The City Game: Take Your Grandkids To The Rack!

The two best books on playground basketball in NYC are Pete Axthelm's The City Game (1970, 1999) and Rick Telander's Heaven Is A Playground (1976, 2004). Today's NY Fishwrap carried a piece on playground hoops that explains a NYC playground player like Earl "The Goat" Manigault. The Great Wikipedia tells us that

Earl Manigault (09/07/44 – 05/15/98) was mentored by Holcombe Rucker. Manigault was particularly famous for his leaping abilities on the basketball court, including his signature move — the double dunk. He would dunk the ball, catch it with his left hand, switch the ball to his right hand, bring it back around to the top of the basket and jam it through again, all done while still in the air on a single jump, and without hanging on the rim. Like other street basketballers of the day such as Jackie Jackson, Earl was reportedly able to touch the top of the backboard to retrieve quarters and dollar bills, part of "elaborate innovations and tricks" elite street players of the era performed before games to help build their reputations. He was only 6'1", but wore ankle weights constantly during practice as a child which helped him to build up tremendous jumping ability. He once dunked two-handed during a game from near the foul line over two players much taller than himself (Vaughn Harper 6'6", Val Reed 6'8"). He once reverse dunked 36 times in a row to win a $60 bet. But to prove dunking wasn't his only skill, he would practice hundreds of shots each day, making him a deadly long-range shooter as well. Manigault played with some of the best players of his day, such as Earl Monroe, Connie Hawkins, and Kareem Abdul-Jabbar, who went as far as calling Manigault the greatest player he had ever seen. When Abdul-Jabbar finished his career with the Los Angeles Lakers and had his number retired at the Los Angeles Forum, he was asked who was the greatest player he had played with or against. After a long silence, he answered, "That would have to be 'The Goat'."

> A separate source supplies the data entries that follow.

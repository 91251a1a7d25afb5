//! gcs talents - List the talents of a setting

use clap::Args;
use tracing::debug;

use crate::app::AppContext;
use crate::cli::output::{HumanLayout, emit_human, emit_json, robot_ok};
use crate::error::Result;
use crate::genesys::Talent;

#[derive(Args, Debug)]
pub struct TalentsArgs {
    /// Only talents of this tier
    #[arg(long)]
    pub tier: Option<u8>,
}

pub fn run(ctx: &AppContext, args: &TalentsArgs) -> Result<()> {
    let setting = ctx.load_setting()?;
    let mut talents: Vec<&Talent> = setting
        .talents
        .iter()
        .filter(|talent| args.tier.is_none_or(|tier| talent.tier == tier))
        .collect();
    talents.sort_by_key(|talent| talent.tier);
    debug!(count = talents.len(), tier = ?args.tier, "listing talents");

    if ctx.is_robot() {
        return emit_json(&robot_ok(&talents));
    }

    let mut layout = HumanLayout::new();
    layout.title(&format!("Talents ({})", setting.name));
    for talent in &talents {
        let ranked = if talent.ranked { ", ranked" } else { "" };
        layout.bullet(&format!(
            "{} (tier {}{ranked}): {}",
            talent.name, talent.tier, talent.gives
        ));
    }
    emit_human(&layout);
    Ok(())
}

And what drove "The Goat" and all of the other playground players in NYC to go to the rack and slam the rock home in the ultimate finish (hoops slang for scoring a field goal)? Clang! It was the rims on the backboards! If this is (fair & balanced) metal-working, so be it.

PS: Go Celts, beat the damn Lakers in 4!

[x NY Fishwrap]
Handmade Hoops Put The Clang Into New York Courts
By A.(rthur) G. Sulzberger


The old steel rim that presides over this public basketball court absorbs missed shots with an angry clank, sending the ball careening upward and the wood and metal backboard into a rickety seizure.

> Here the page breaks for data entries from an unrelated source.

//! Shared test utilities for gcs.

pub mod fixtures;

/// One row of a table-driven test.
#[derive(Debug, Clone)]
pub struct TestCase<I, E> {
    pub name: &'static str,
    pub input: I,
    pub expected: E,
}

/// Run every case through `test_fn`, stopping at the first mismatch.
pub fn run_table_tests<I, E, F>(cases: Vec<TestCase<I, E>>, test_fn: F) -> Result<(), String>
where
    I: std::fmt::Debug,
    E: std::fmt::Debug + PartialEq,
    F: Fn(I) -> E,
{
    for case in cases {
        println!("[TEST] Running: {} ({:?})", case.name, case.input);
        let actual = test_fn(case.input);
        if actual != case.expected {
            return Err(format!(
                "Test '{}' failed: expected {:?}, got {:?}",
                case.name, case.expected, actual
            ));
        }
        println!("[TEST] PASSED: {}", case.name);
    }
    Ok(())
}
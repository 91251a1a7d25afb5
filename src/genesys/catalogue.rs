//! Name lookup over setting catalogues.

use crate::error::{CatalogueKind, GcsError, Result};

use super::types::{Archetype, Skill, Talent};

/// A catalogue record addressable by name.
pub trait Named {
    const KIND: CatalogueKind;

    fn name(&self) -> &str;
}

impl Named for Archetype {
    const KIND: CatalogueKind = CatalogueKind::Archetype;

    fn name(&self) -> &str {
        &self.name
    }
}

impl Named for Skill {
    const KIND: CatalogueKind = CatalogueKind::Skill;

    fn name(&self) -> &str {
        &self.name
    }
}

impl Named for Talent {
    const KIND: CatalogueKind = CatalogueKind::Talent;

    fn name(&self) -> &str {
        &self.name
    }
}

/// First record in `haystack` whose name is exactly `needle`.
///
/// Comparison is ordinal and case-sensitive.
pub fn find<'a, T: Named>(needle: &str, haystack: &'a [T]) -> Result<&'a T> {
    haystack
        .iter()
        .find(|record| record.name() == needle)
        .ok_or_else(|| GcsError::UnknownReference {
            kind: T::KIND,
            name: needle.to_string(),
        })
}

/// Names that occur more than once, in order of their second appearance.
pub fn duplicate_names<T: Named>(records: &[T]) -> Vec<&str> {
    let mut seen = std::collections::HashSet::new();
    records
        .iter()
        .map(Named::name)
        .filter(|name| !seen.insert(*name))
        .collect()
}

Like generations before them, the young men who play at the ramshackle court in St. Nicholas Park in Harlem know the rim is so troublesome that they tend to avoid perimeter jump shots in favor of aggressive drives to the basket, where perhaps its vagaries will be less pronounced.

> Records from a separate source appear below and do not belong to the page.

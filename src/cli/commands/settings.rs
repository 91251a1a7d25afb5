//! gcs settings - List settings in the data directory

use clap::Args;
use serde::Serialize;

use crate::app::AppContext;
use crate::cli::output::{HumanLayout, emit_human, emit_json, robot_ok};
use crate::error::Result;

#[derive(Args, Debug)]
pub struct SettingsArgs {}

#[derive(Serialize)]
struct SettingsReport<'a> {
    data_dir: String,
    selected: &'a str,
    settings: Vec<String>,
}

pub fn run(ctx: &AppContext, _args: &SettingsArgs) -> Result<()> {
    let settings = ctx.loader.available()?;

    if ctx.is_robot() {
        return emit_json(&robot_ok(SettingsReport {
            data_dir: ctx.loader.data_dir().display().to_string(),
            selected: &ctx.setting_name,
            settings,
        }));
    }

    let mut layout = HumanLayout::new();
    layout.title("Settings");
    layout.kv("Data dir", &ctx.loader.data_dir().display().to_string());
    layout.section("Available");
    for name in &settings {
        let marker = if *name == ctx.setting_name { " *" } else { "" };
        layout.bullet(&format!("{name}{marker}"));
    }
    emit_human(&layout);
    Ok(())
}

“These are ghetto rims,” said Quaeshawn Berry, a lanky 14-year-old who is a regular at the park. “But I prefer these. I’ve been playing on these my whole life.”

These unforgiving, practically unbreakable orange rims — built so simply that there are no hooks to accommodate a net — are longstanding fixtures of the public basketball courts throughout New York City, where they play a minor, if usually overlooked, role in countless pick-up games.

But largely unknown to even the most devoted practitioners of the city game is that most of the basketball rims on these courts have been individually crafted by a team of blacksmiths who cut, weld and paint each by hand.

Using a century-old method that has long since vanished elsewhere, the half-dozen parks department employees — all basketball players themselves — have forged thousands of rims, each one worked into a microcosm of the local game.

“There are minor differences,” said John Fitzgerald, the longtime city blacksmith in charge of making the rims. “It’s like no snowflakes are exactly the same.”

Working from a hand-drawn blueprint, the blacksmiths use hammers and the horn of an anvil to shape the steel ring that serves as the hoop, welding it to several slabs of metal that form a support bolted to the backboard. The finished product is a remnant of an earlier era of the sport, somewhere on the evolutionary chain between the original wooden peach baskets and the modern spring-loaded breakaway rims used by the National Basketball Association.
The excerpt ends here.